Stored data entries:
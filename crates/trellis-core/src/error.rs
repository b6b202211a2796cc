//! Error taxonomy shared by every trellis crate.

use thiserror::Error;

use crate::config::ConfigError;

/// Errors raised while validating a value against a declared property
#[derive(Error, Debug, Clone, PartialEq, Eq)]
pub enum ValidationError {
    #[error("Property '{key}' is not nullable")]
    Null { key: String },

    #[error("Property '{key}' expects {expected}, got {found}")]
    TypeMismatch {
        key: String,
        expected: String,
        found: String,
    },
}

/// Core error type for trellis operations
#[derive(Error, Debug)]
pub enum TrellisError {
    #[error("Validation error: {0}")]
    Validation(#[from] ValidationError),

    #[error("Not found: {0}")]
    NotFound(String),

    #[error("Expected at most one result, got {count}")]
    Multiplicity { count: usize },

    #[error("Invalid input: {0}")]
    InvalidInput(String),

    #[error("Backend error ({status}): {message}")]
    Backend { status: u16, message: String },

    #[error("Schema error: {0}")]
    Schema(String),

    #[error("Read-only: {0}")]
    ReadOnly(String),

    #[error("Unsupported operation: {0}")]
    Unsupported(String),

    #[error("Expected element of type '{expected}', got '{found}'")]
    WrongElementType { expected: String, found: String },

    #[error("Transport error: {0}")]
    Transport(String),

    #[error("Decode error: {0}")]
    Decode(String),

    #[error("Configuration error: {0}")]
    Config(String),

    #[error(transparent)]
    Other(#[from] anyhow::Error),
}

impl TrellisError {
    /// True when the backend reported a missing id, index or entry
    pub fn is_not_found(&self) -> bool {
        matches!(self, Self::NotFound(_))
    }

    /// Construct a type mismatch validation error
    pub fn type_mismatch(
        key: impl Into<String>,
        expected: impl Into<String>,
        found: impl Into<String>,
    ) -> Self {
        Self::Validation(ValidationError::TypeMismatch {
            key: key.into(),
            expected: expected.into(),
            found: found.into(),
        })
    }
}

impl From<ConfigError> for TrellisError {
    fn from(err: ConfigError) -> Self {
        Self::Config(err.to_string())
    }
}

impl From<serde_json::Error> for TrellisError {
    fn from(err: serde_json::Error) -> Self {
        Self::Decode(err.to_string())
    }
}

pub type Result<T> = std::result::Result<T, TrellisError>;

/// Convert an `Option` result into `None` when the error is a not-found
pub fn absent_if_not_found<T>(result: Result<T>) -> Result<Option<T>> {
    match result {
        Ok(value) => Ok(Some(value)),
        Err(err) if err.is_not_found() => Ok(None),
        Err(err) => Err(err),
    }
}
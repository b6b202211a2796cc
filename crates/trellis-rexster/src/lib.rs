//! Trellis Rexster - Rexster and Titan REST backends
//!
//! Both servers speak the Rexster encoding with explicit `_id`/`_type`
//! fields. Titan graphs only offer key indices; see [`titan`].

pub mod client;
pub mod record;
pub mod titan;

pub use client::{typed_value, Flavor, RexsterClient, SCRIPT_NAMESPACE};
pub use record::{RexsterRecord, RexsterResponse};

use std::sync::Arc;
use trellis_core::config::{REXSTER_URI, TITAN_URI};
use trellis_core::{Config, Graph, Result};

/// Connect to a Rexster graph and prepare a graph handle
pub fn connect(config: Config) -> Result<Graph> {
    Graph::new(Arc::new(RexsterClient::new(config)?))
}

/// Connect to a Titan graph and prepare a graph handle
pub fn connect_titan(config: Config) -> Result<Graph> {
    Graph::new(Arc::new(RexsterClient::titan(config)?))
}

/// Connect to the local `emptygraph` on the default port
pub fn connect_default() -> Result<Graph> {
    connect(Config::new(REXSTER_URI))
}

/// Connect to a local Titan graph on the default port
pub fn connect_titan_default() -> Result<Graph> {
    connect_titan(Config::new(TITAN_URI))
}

PROBLEM DETAILS: Please reproduce each entry exactly as it appears.

REPLY TO THE EXERCISE:
filename crates/trellis-core/src/error.rs
repository b6b202211a2796cc
//! Error taxonomy shared by every trellis crate.

use thiserror::Error;

use crate::config::ConfigError;

/// Errors raised while validating a value against a declared property
#[derive(Error, Debug, Clone, PartialEq, Eq)]
pub enum ValidationError {
    #[error("Property '{key}' is not nullable")]
    Null { key: String },

    #[error("Property '{key}' expects {expected}, got {found}")]
    TypeMismatch {
        key: String,
        expected: String,
        found: String,
    },
}

/// Core error type for trellis operations
#[derive(Error, Debug)]
pub enum TrellisError {
    #[error("Validation error: {0}")]
    Validation(#[from] ValidationError),

    #[error("Not found: {0}")]
    NotFound(String),

    #[error("Expected at most one result, got {count}")]
    Multiplicity { count: usize },

    #[error("Invalid input: {0}")]
    InvalidInput(String),

    #[error("Backend error ({status}): {message}")]
    Backend { status: u16, message: String },

    #[error("Schema error: {0}")]
    Schema(String),

    #[error("Read-only: {0}")]
    ReadOnly(String),

    #[error("Unsupported operation: {0}")]
    Unsupported(String),

    #[error("Expected element of type '{expected}', got '{found}'")]
    WrongElementType { expected: String, found: String },

    #[error("Transport error: {0}")]
    Transport(String),

    #[error("Decode error: {0}")]
    Decode(String),

    #[error("Configuration error: {0}")]
    Config(String),

    #[error(transparent)]
    Other(#[from] anyhow::Error),
}

impl TrellisError {
    /// True when the backend reported a missing id, index or entry
    pub fn is_not_found(&self) -> bool {
        matches!(self, Self::NotFound(_))
    }

    /// Construct a type mismatch validation error
    pub fn type_mismatch(
        key: impl Into<String>,
        expected: impl Into<String>,
        found: impl Into<String>,
    ) -> Self {
        Self::Validation(ValidationError::TypeMismatch {
            key: key.into(),
            expected: expected.into(),
            found: found.into(),
        })
    }
}

impl From<ConfigError> for TrellisError {
    fn from(err: ConfigError) -> Self {
        Self::Config(err.to_string())
    }
}

impl From<serde_json::Error> for TrellisError {
    fn from(err: serde_json::Error) -> Self {
        Self::Decode(err.to_string())
    }
}

pub type Result<T> = std::result::Result<T, TrellisError>;

/// Convert an `Option` result into `None` when the error is a not-found
pub fn absent_if_not_found<T>(result: Result<T>) -> Result<Option<T>> {
    match result {
        Ok(value) => Ok(Some(value)),
        Err(err) if err.is_not_found() => Ok(None),
        Err(err) => Err(err),
    }
}
repository b6b202211a2796cc
filename crates/trellis-rexster/src/lib.rs
//! Trellis Rexster - Rexster and Titan REST backends
//!
//! Both servers speak the Rexster encoding with explicit `_id`/`_type`
//! fields. Titan graphs only offer key indices; see [`titan`].

pub mod client;
pub mod record;
pub mod titan;

pub use client::{typed_value, Flavor, RexsterClient, SCRIPT_NAMESPACE};
pub use record::{RexsterRecord, RexsterResponse};

use std::sync::Arc;
use trellis_core::config::{REXSTER_URI, TITAN_URI};
use trellis_core::{Config, Graph, Result};

/// Connect to a Rexster graph and prepare a graph handle
pub fn connect(config: Config) -> Result<Graph> {
    Graph::new(Arc::new(RexsterClient::new(config)?))
}

/// Connect to a Titan graph and prepare a graph handle
pub fn connect_titan(config: Config) -> Result<Graph> {
    Graph::new(Arc::new(RexsterClient::titan(config)?))
}

/// Connect to the local `emptygraph` on the default port
pub fn connect_default() -> Result<Graph> {
    connect(Config::new(REXSTER_URI))
}

/// Connect to a local Titan graph on the default port
pub fn connect_titan_default() -> Result<Graph> {
    connect_titan(Config::new(TITAN_URI))
}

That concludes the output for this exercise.